Quelle est la traduction du premier mot, "vatissaéni" ? L'expression qui nous est familière dans la prière est "ounetalatni" - qui est la traduction de "vatissaéni". Cependant, pour ce mot, il y a plusieurs manières et versions de vocalisation : il y a la version trouvée dans notre Siddour, "ounetalatni"; et il y a d'autres variantes, par exemple le Yaavetz écrit "ounetalatni" avec un kamatz. Et ici, le Rabbi tranche, et voici ses mots : "Ounetalatni, le tet avec un patah, le lamed avec un cheva et le tav accentué avec un patah" - comme c'est déjà imprimé dans notre Siddour, "ounetalatni"; telle doit être la version pour la vocalisation du mot dans le Targoum de Yonatan ben Ouziel.

Le dernier passage est celui qui apparaît dans la prière d'Arvit, à la fin de la deuxième bénédiction précédant le Chéma. Dans les siddourim, on trouve l'expression "veahavatkha lo tassour", et ensuite entre parenthèses une autre version : "al tassir miménou". C'est-à-dire que les deux apparaissent - l'un entre parenthèses comme variante, et la version sans parenthèses est "lo tassour".

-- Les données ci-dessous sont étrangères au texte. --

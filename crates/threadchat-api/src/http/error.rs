//! Application error type mapping to HTTP status codes and envelope format.
//!
//! JSON handlers render the full envelope against their own request clock
//! (see [`AppError::into_envelope`]); HTML routes answer with the bare status
//! (see [`AppError::status`]).

use axum::http::StatusCode;
use axum::response::{IntoResponse, Response};

use threadchat_types::error::{ExchangeError, RepositoryError, ValidationError};

use crate::http::response::{ApiResponse, RequestClock, status_for_code};

/// Application-level error that maps to HTTP responses.
#[derive(Debug)]
pub enum AppError {
    /// Input failed validation; nothing was persisted.
    Rejected(ValidationError),
    /// The store failed while serving the request.
    Persistence(RepositoryError),
    /// Unknown or malformed conversation id.
    NotFound(String),
    /// Template rendering failed.
    Render(String),
}

impl From<ExchangeError> for AppError {
    fn from(e: ExchangeError) -> Self {
        match e {
            ExchangeError::Rejected(v) => AppError::Rejected(v),
            ExchangeError::PersistFailed(r) => AppError::Persistence(r),
        }
    }
}

impl From<RepositoryError> for AppError {
    fn from(e: RepositoryError) -> Self {
        match e {
            RepositoryError::NotFound => AppError::NotFound("Conversation not found".to_string()),
            other => AppError::Persistence(other),
        }
    }
}

impl From<minijinja::Error> for AppError {
    fn from(e: minijinja::Error) -> Self {
        AppError::Render(e.to_string())
    }
}

impl AppError {
    fn parts(&self) -> (&'static str, String, Option<&'static str>) {
        match self {
            AppError::Rejected(v) => ("VALIDATION_ERROR", v.to_string(), Some(v.field)),
            // Storage details stay in the logs.
            AppError::Persistence(_) => (
                "PERSISTENCE_ERROR",
                "Message could not be processed".to_string(),
                None,
            ),
            AppError::NotFound(msg) => ("CONVERSATION_NOT_FOUND", msg.clone(), None),
            AppError::Render(_) => ("RENDER_ERROR", "Page could not be rendered".to_string(), None),
        }
    }

    pub fn status(&self) -> StatusCode {
        status_for_code(self.parts().0)
    }

    pub fn log(&self) {
        match self {
            AppError::Rejected(v) => tracing::warn!(error = %v, "Request rejected"),
            AppError::Persistence(e) => tracing::error!(error = %e, "Request failed in storage"),
            AppError::NotFound(msg) => tracing::debug!(%msg, "Not found"),
            AppError::Render(e) => tracing::error!(error = %e, "Template rendering failed"),
        }
    }

    /// Render the error envelope with `meta` taken from the handler's clock.
    pub fn into_envelope(self, clock: &RequestClock) -> Response {
        self.log();
        let (code, message, field) = self.parts();
        tracing::debug!(request_id = %clock.request_id(), %code, "Error envelope");
        ApiResponse::error(code, &message, field, clock).into_response()
    }
}

/// Used for rejections raised by extractors, before any handler has started
/// its clock.
impl IntoResponse for AppError {
    fn into_response(self) -> Response {
        self.into_envelope(&RequestClock::start())
    }
}

#[cfg(test)]
mod tests {
    use super::*;

    #[test]
    fn test_rejection_and_persistence_are_unprocessable() {
        let rejected: AppError =
            ExchangeError::Rejected(ValidationError::new("content", "can't be blank")).into();
        let persistence: AppError =
            ExchangeError::PersistFailed(RepositoryError::Connection).into();

        assert_eq!(rejected.status(), StatusCode::UNPROCESSABLE_ENTITY);
        assert_eq!(persistence.status(), StatusCode::UNPROCESSABLE_ENTITY);
    }

    #[test]
    fn test_repository_not_found_maps_to_404() {
        let err: AppError = RepositoryError::NotFound.into();
        assert_eq!(err.status(), StatusCode::NOT_FOUND);
    }

    #[test]
    fn test_render_error_is_500() {
        let err = AppError::Render("boom".to_string());
        assert_eq!(err.into_response().status(), StatusCode::INTERNAL_SERVER_ERROR);
    }

    #[tokio::test]
    async fn test_envelope_meta_uses_handler_clock() {
        let clock = RequestClock::start();
        tokio::time::sleep(std::time::Duration::from_millis(30)).await;

        let err: AppError = RepositoryError::Connection.into();
        let resp = err.into_envelope(&clock);
        assert_eq!(resp.status(), StatusCode::UNPROCESSABLE_ENTITY);

        let bytes = axum::body::to_bytes(resp.into_body(), usize::MAX).await.unwrap();
        let body: serde_json::Value = serde_json::from_slice(&bytes).unwrap();
        assert_eq!(body["meta"]["request_id"], clock.request_id());
        assert!(body["meta"]["response_time_ms"].as_u64().unwrap() >= 30);
        assert_eq!(body["errors"][0]["code"], "PERSISTENCE_ERROR");
    }
}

Il y a une référence à ce sujet dans le livre "Chaar HaKolel", qui dit que l'expression "al tassir" n'apparaît jamais dans le Tanakh, tandis que l'expression "lo tassour" y apparaît à plusieurs reprises - et il donne la liste de tous les endroits où elle est écrite. Il affirme qu'il est préférable de choisir la version qui figure dans le Tanakh plutôt qu'une version qui n'y figure pas, et c'est pourquoi il soutient qu'il faut bien dire "lo tassour". Et c'est de cette manière que le Rabbi l'écrit également à la fin de l'enseignement : "veahavatkha lo tassour - et non pas al tassir", c'est-à-dire que l'on doit dire "lo tassour" comme la version qui apparaît sans les parenthèses dans le Siddour.